Вопрос был сложный, но не для Михаила Ковальчука:
— Вы знаете, Владимир Владимирович, приоритетом является то, что вы определили своими указами,— безошибочно ответил господин Ковальчук.— Сегодня Курчатовский институт — это шесть указов президента, по которым мы работаем!
И надо же, ответ не вызвал никаких возражений или недопонимания у президента России. Да, вроде все логично.
— Первый — это развитие природоподобных технологий,— пояснил господин Ковальчук.— Второе — это, в развитие природоподобных технологий, генетическая программа поведенческая и программа по созданию уникальных мегаустановок по всей стране. Мы в ближайшие пять—восемь лет будем иметь лучшую в мире исследовательскую инфраструктуру!
Затем программа по сельскому хозяйству, в которой мы отвечаем за научную и генетическую части. И плюс мы являемся головной научной организацией, опять по вашему указу, по программе развития ядерного комплекса. Плюс еще по микроэлектронике, это отдельный разговор, об этом скажу несколько слов, мы занимаемся принципиально новой нейроморфной микроэлектроникой!

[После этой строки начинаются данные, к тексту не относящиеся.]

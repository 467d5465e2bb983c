pub mod toml_config;

#[cfg(feature = "cli")]
use crate::domain::ports::ProbeConfig;
#[cfg(feature = "cli")]
use crate::utils::error::{ProbeError, Result};
#[cfg(feature = "cli")]
use crate::utils::validation::{
    validate_non_empty_string, validate_positive_number, validate_required_field, validate_url,
    Validate,
};
#[cfg(feature = "cli")]
use clap::Parser;
#[cfg(feature = "cli")]
use std::time::Duration;

/// The awaited condition, resolved from the mutually exclusive marker flags.
#[cfg(feature = "cli")]
#[derive(Debug, Clone, PartialEq, Eq)]
pub enum Condition {
    Contains(String),
    Absent(String),
    Stock(u32),
    Matches(String),
}

#[cfg(feature = "cli")]
#[derive(Debug, Clone, Parser)]
#[command(name = "sync-probe")]
#[command(about = "Poll a service until it reflects an expected state")]
pub struct CliConfig {
    /// Resource URL to probe directly (alternative to --config/--service)
    #[arg(long)]
    pub target: Option<String>,

    /// Services TOML file
    #[arg(long)]
    pub config: Option<String>,

    /// Service name from the config file to probe
    #[arg(long)]
    pub service: Option<String>,

    /// Path probed on the selected service
    #[arg(long, default_value = "/products")]
    pub path: String,

    /// Succeed once this marker appears in the body
    #[arg(long)]
    pub contains: Option<String>,

    /// Succeed once this marker is gone from the body
    #[arg(long)]
    pub absent: Option<String>,

    /// Succeed once the listing reports this stock count
    #[arg(long)]
    pub stock: Option<u32>,

    /// Succeed once the body matches this regex
    #[arg(long, value_name = "PATTERN")]
    pub matches: Option<String>,

    #[arg(long, default_value = "20")]
    pub max_attempts: u32,

    #[arg(long, default_value = "1000")]
    pub interval_ms: u64,

    /// Print the poll report as JSON
    #[arg(long)]
    pub json: bool,

    /// Enable verbose output
    #[arg(long)]
    pub verbose: bool,
}

#[cfg(feature = "cli")]
impl CliConfig {
    pub fn condition(&self) -> Result<Condition> {
        let mut conditions = Vec::new();
        if let Some(marker) = &self.contains {
            conditions.push(Condition::Contains(marker.clone()));
        }
        if let Some(marker) = &self.absent {
            conditions.push(Condition::Absent(marker.clone()));
        }
        if let Some(level) = self.stock {
            conditions.push(Condition::Stock(level));
        }
        if let Some(pattern) = &self.matches {
            conditions.push(Condition::Matches(pattern.clone()));
        }

        match conditions.len() {
            0 => Err(ProbeError::MissingConfigError {
                field: "--contains | --absent | --stock | --matches".to_string(),
            }),
            1 => Ok(conditions.remove(0)),
            n => Err(ProbeError::InvalidConfigValueError {
                field: "condition".to_string(),
                value: format!("{} markers", n),
                reason: "Only one of --contains/--absent/--stock/--matches may be given"
                    .to_string(),
            }),
        }
    }
}

#[cfg(feature = "cli")]
impl Validate for CliConfig {
    fn validate(&self) -> Result<()> {
        validate_positive_number("max_attempts", u64::from(self.max_attempts), 1)?;

        match &self.target {
            Some(target) => validate_url("target", target)?,
            None => {
                validate_required_field("config", &self.config)?;
                validate_required_field("service", &self.service)?;
            }
        }

        match self.condition()? {
            Condition::Contains(marker) | Condition::Absent(marker) => {
                validate_non_empty_string("marker", &marker)?;
            }
            Condition::Matches(pattern) => {
                validate_non_empty_string("matches", &pattern)?;
            }
            Condition::Stock(_) => {}
        }

        Ok(())
    }
}

#[cfg(feature = "cli")]
impl ProbeConfig for CliConfig {
    fn max_attempts(&self) -> u32 {
        self.max_attempts
    }

    fn interval(&self) -> Duration {
        Duration::from_millis(self.interval_ms)
    }
}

Я потом разговаривал с Михаилом Ковальчуком, и он пояснял мне:
— Мы когда 50–60 лет назад начали создавать микроэлектронику, то решили, что надо скопировать мозг человека. Но поскольку мы не знали, как мозг устроен, то взяли кусок кремния и построили из него микроэлектронику. А сегодня мы видим, что это — тупик! Надо делать другую электронику! Да, нейроморфную (я уж не стал уточнять.— А. К.)! Сегодняшний компьютер — это не вычислительная, а тепловая машина!
Даже я понимал, что разница — принципиальная.
Жаль, что этого не услышал президент. Но обо всем разве расскажешь.
— Эта машина тратит огромное количество энергии на тепло! И это ограничивает развитие! Будет не хватать электрической энергии! А цифровизация — это сублимированная энергия! Этого не понимают наши банкиры! — разволновался Михаил Ковальчук. — Уже сегодня треть производимой в мире электрической энергии идет только на вайфай, на интернет... Без промышленного производства! То есть цифровизация — это уже разделение мира на богатых и бедных!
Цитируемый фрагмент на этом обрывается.